Los Angeles legend Roland Reiss has lived and worked through these many shifts, and his oeuvre reflects the profound formal and conceptual variety of painting in his era. Art critic Molly Enholm writes, “He has described his work as ‘an investigation of the contemporary,’ which, when taken in consideration, necessitates his continued evolution of form.” In other words, Reiss has always had his finger on the pulse. He began his career (which spans five decades and counting) making abstract paintings; in the early ’60s, he moved onto plastic color fields, replacing oil with acrylic and gestural brushstrokes with tactile surfaces and undulating canvases. In the ’70s, Reiss began making his signature dioramas—detailed miniature tableaux that contain semiotic “clues,” signifying a narrative that changes depending on the viewer’s personal context.
Since 2000, Reiss has synthesized the themes of his career in perhaps an unlikely place: floral paintings. “I wanted them to encompass my experiences in and with painting,” Reiss says. “Everything I know about painting, I want in those paintings.” Fifteen of these recent works, as well as a handful of miniatures, will be on view at Diane Rosenstein in Los Angeles through mid January.

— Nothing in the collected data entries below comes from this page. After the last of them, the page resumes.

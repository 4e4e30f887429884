//! Parser for VPAL notation.
//!
//! Each line of input is one voice; whitespace-separated tokens line up in
//! columns, and each column becomes one [`Beat`]. Every line must have the
//! same number of tokens as the first.

use super::ast::{Beat, Score};
use super::error::ParseError;
use super::hit::resolve_token;

/// Parse VPAL notation into a [`Score`].
///
/// Alignment of all lines is checked before any token is resolved. Trailing
/// lines without tokens are ignored, so a final newline is harmless.
pub fn parse(text: &str) -> Result<Score, ParseError> {
    let mut lines: Vec<Vec<&str>> = text
        .lines()
        .map(|line| line.split_whitespace().collect())
        .collect();

    while lines.last().is_some_and(|tokens| tokens.is_empty()) {
        lines.pop();
    }

    let Some(first) = lines.first() else {
        return Ok(Score::default());
    };
    let width = first.len();

    for (idx, tokens) in lines.iter().enumerate() {
        if tokens.len() != width {
            return Err(ParseError::misaligned(width, tokens.len(), idx + 1));
        }
    }

    let mut beats = Vec::with_capacity(width);
    for column in 0..width {
        let mut hits = Vec::with_capacity(lines.len());
        for tokens in &lines {
            if let Some(hit) = resolve_token(tokens[column])? {
                hits.push(hit);
            }
        }
        beats.push(Beat::new(hits));
    }

    Ok(Score::new(beats))
}
//! VPAL — Vocal Percussion Assembly Language.
//!
//! Compiles lines of percussion notation into Standard MIDI Files:
//!
//! ```
//! let sequence = vpal::compile("BOOM . tik .\nchik chik chik chik", 120, 2).unwrap();
//! assert_eq!(sequence.len(), 2 * 2 * (2 + 4));
//! ```

pub mod config;
pub mod dsl;
pub mod error;
pub mod event;
pub mod midi;
pub mod rhythm;

use std::path::Path;

pub use config::VpalConfig;
pub use error::{Error, Result};
pub use event::Sequence;
pub use midi::EncoderOptions;

use event::RenderSpec;

/// Parse notation and render it `repeat` times at `tempo` BPM.
pub fn compile(text: &str, tempo: u32, repeat: u32) -> Result<Sequence> {
    let score = dsl::parse(text)?;
    Ok(event::render(&RenderSpec::new(&score, tempo, repeat))?)
}

/// Compile notation text and write the MIDI file to `output`.
///
/// Nothing is written unless parsing, rendering and encoding all succeed.
pub fn compile_to_file<P: AsRef<Path>>(
    text: &str,
    tempo: u32,
    repeat: u32,
    output: P,
    options: &EncoderOptions,
) -> Result<Sequence> {
    let sequence = compile(text, tempo, repeat)?;
    midi::write_file(output, &sequence, options)?;
    Ok(sequence)
}

/// Read a notation file, compile it, and write the MIDI file to `output`.
pub fn compile_file<P: AsRef<Path>, Q: AsRef<Path>>(
    input: P,
    tempo: u32,
    repeat: u32,
    output: Q,
    options: &EncoderOptions,
) -> Result<Sequence> {
    let text = std::fs::read_to_string(input)?;
    compile_to_file(&text, tempo, repeat, output, options)
}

The flower paintings reach back into art history, evoking Manet’s late still lifes. They are (non-digitally) layered, and the middle grounds are often teeming with shapes that recall Matisse’s organic forms. Up close, the brushwork in some of Reiss’s solid backgrounds is thick and gestural. He uses the iridescent palette allowed for by acrylic paint. These works, he explains, are more about the history of painting—and the history of his painting—than about flowers. But they are also about the present moment—not only because their historical allusions mesh uniquely from the perspective of right now, but also because, in order for a communion with Reiss to take place, the viewer must take part in a conscious meditation that makes the past and future fall away.
“Roland Reiss: Floral Paintings and Miniatures” is on view at Diane Rosenstein, Los Angeles, Dec. 11, 2014 — Jan. 17, 2015.